Hydrogen rollout easier for wheels than water
While the complications of deploying hydrogen fuel cells at scale across the global maritime industry are significant, executives involved in the Volvo-Daimler joint venture believe trucking is better placed to make a switch from fossil fuel to the carbon-neutral option.
“For trucks to cope with heavy loads and long distances, fuel cells are one important answer and a technology where Daimler has built up significant expertise through its Mercedes-Benz fuel cell unit over the last two decades,” Martin Daum, chairman of Daimler Truck, said in a statement.
Martin Lundstedt, Volvo Group president and CEO, was equally confident. “Using hydrogen as a carrier of green electricity to power electric trucks in long-haul operations is one important part of the puzzle, and a complement to battery electric vehicles and renewable fuels,” he said.
In its road transport application, a hydrogen fuel cell converts the chemical energy of the fuel, in this case hydrogen, and oxygen in the air into electricity. The electricity powers electrical motors that propel electrical vehicles. There are two main ways to produce the hydrogen needed: green hydrogen can be produced locally at a gas station, using electricity to convert water into hydrogen, and blue hydrogen is derived from natural gas, using carbon capture technology to create a carbon neutral fuel.
Daimler will consolidate all its current fuel cell development activities within the joint venture, while the Volvo Group will invest 600 million euro ($650 million) for a 50 percent share, although the two companies will continue to compete in all other areas.
“By forming this joint venture, we are clearly showing that we believe in hydrogen fuel cells for commercial vehicles,” said Lundstedt. “But for this vision to become reality, other companies and institutions also need to support and contribute to this development, not least in order to establish the fuel infrastructure needed.”
Lundstedt said joining forces decreases development costs for both companies and accelerates the market introduction of fuel cell systems in products used for heavy-duty transport and its demanding long-haul applications. He noted that in the context of the current coronavirus-driven economic downturn, cooperation has become even more necessary in order to meet objectives set by Europe’s “Green Deal” environmental strategy, which was approved in January and became part of a wider European Climate Law in March, within a feasible time frame.
Fuel cells go commercial
In a recent report by the American Bureau of Shipping (ABS), titled “Setting the Course to Low Carbon Shipping,” the classification society explained that fuel-cell technology has been implemented in commercial products such as forklifts and vehicles, naval submarines, commercial ferries, and offshore support vessels. It is also being deployed as fuel cell power systems for cruise ships, while other marine applications are in the planning stages.

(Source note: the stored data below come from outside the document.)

//! Disk-based R-Tree holding the committed entries of an RR-Tree.
//!
//! Nodes live in fixed-size checksummed pages and are loaded lazily through
//! an LRU page cache. The tree is modified in two ways:
//! - batch application of buffered operations, grouped per subtree
//! - piggybacking, where a search merges fitting buffered operations into
//!   the leaves it visits

pub mod leaf;
pub mod rtree_cache;
pub mod rtree_constants;
pub mod rtree_storage;
pub mod rtree_types;
mod rtree_impl;

pub use leaf::DiskLeaf;
pub use rtree_constants::DEFAULT_CACHE_PAGES;
pub use rtree_impl::{DiskRTree, PiggybackPass, SearchMode};
pub use rtree_types::{
    ChildRef, FileHeader, FlushReport, IntegrityReport, LeafEntry, Node, PageId, PageWithChecksum,
    SearchReport, TreeStats,
};
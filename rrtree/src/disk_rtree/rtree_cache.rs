//! LRU cache of decoded tree pages.
//!
//! Pages enter the cache only when first read or written; nothing is
//! preloaded. Dirty pages pushed out by the LRU policy are handed back to
//! the caller, which owns writing them to disk.

use std::num::NonZeroUsize;

use lru::LruCache;

use super::rtree_types::{Node, PageId};

/// A cached page with its data and dirty flag
#[derive(Debug, Clone)]
pub struct CachedPage {
    pub node: Node,
    pub dirty: bool,
}

/// LRU cache for tree pages
pub struct PageCache {
    pages: LruCache<PageId, CachedPage>,
}

impl PageCache {
    /// Create a new page cache holding at most `max_pages` pages (at least one)
    pub fn new(max_pages: usize) -> Self {
        let cap = NonZeroUsize::new(max_pages).unwrap_or(NonZeroUsize::MIN);
        Self {
            pages: LruCache::new(cap),
        }
    }

    /// Get a page, marking it most recently used.
    /// Returns None if the page must be loaded from disk.
    pub fn get(&mut self, page_id: PageId) -> Option<&Node> {
        self.pages.get(&page_id).map(|cached| &cached.node)
    }

    /// Insert or replace a page. A page already dirty stays dirty.
    ///
    /// Returns the page evicted to make room, if any.
    pub fn insert(&mut self, page_id: PageId, node: Node, dirty: bool) -> Option<(PageId, CachedPage)> {
        let dirty = dirty || self.pages.peek(&page_id).is_some_and(|c| c.dirty);
        match self.pages.push(page_id, CachedPage { node, dirty }) {
            Some((evicted_id, _)) if evicted_id == page_id => None,
            evicted => evicted,
        }
    }

    /// Ids of every page with unwritten changes
    pub fn dirty_pages(&self) -> Vec<PageId> {
        self.pages
            .iter()
            .filter(|(_, cached)| cached.dirty)
            .map(|(id, _)| *id)
            .collect()
    }

    /// Peek at a page without touching the LRU order
    pub fn peek(&self, page_id: PageId) -> Option<&CachedPage> {
        self.pages.peek(&page_id)
    }

    pub fn mark_clean(&mut self, page_id: PageId) {
        if let Some(cached) = self.pages.peek_mut(&page_id) {
            cached.dirty = false;
        }
    }

    /// Remove a page from cache
    pub fn remove(&mut self, page_id: PageId) -> Option<CachedPage> {
        self.pages.pop(&page_id)
    }

    /// Empty the cache, returning every page in LRU order
    pub fn clear(&mut self) -> Vec<(PageId, CachedPage)> {
        let mut drained = Vec::with_capacity(self.pages.len());
        while let Some(entry) = self.pages.pop_lru() {
            drained.push(entry);
        }
        drained
    }

    pub fn len(&self) -> usize {
        self.pages.len()
    }

    pub fn is_empty(&self) -> bool {
        self.pages.is_empty()
    }

    pub fn contains(&self, page_id: PageId) -> bool {
        self.pages.contains(&page_id)
    }
}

However, the ABS report noted that fuel cells are currently more expensive than competing power generation technologies, and depending on the type of fuel cell, exotic materials are often used as catalysts. These could increase unit costs by 10 times on average, compared with an equivalent internal combustion engine.
“For many of the fuel cell technologies, hydrogen is a preferred fuel, which can be extracted from light gaseous and liquid fuels,” ABS wrote in the report. “The availability of such fuels, storage challenges, and bunkering infrastructure poses many challenges to the uptake of fuel cells. Additionally, the alternative fuels required by some fuel cells raise concerns related to the safety hazards of handling gas.”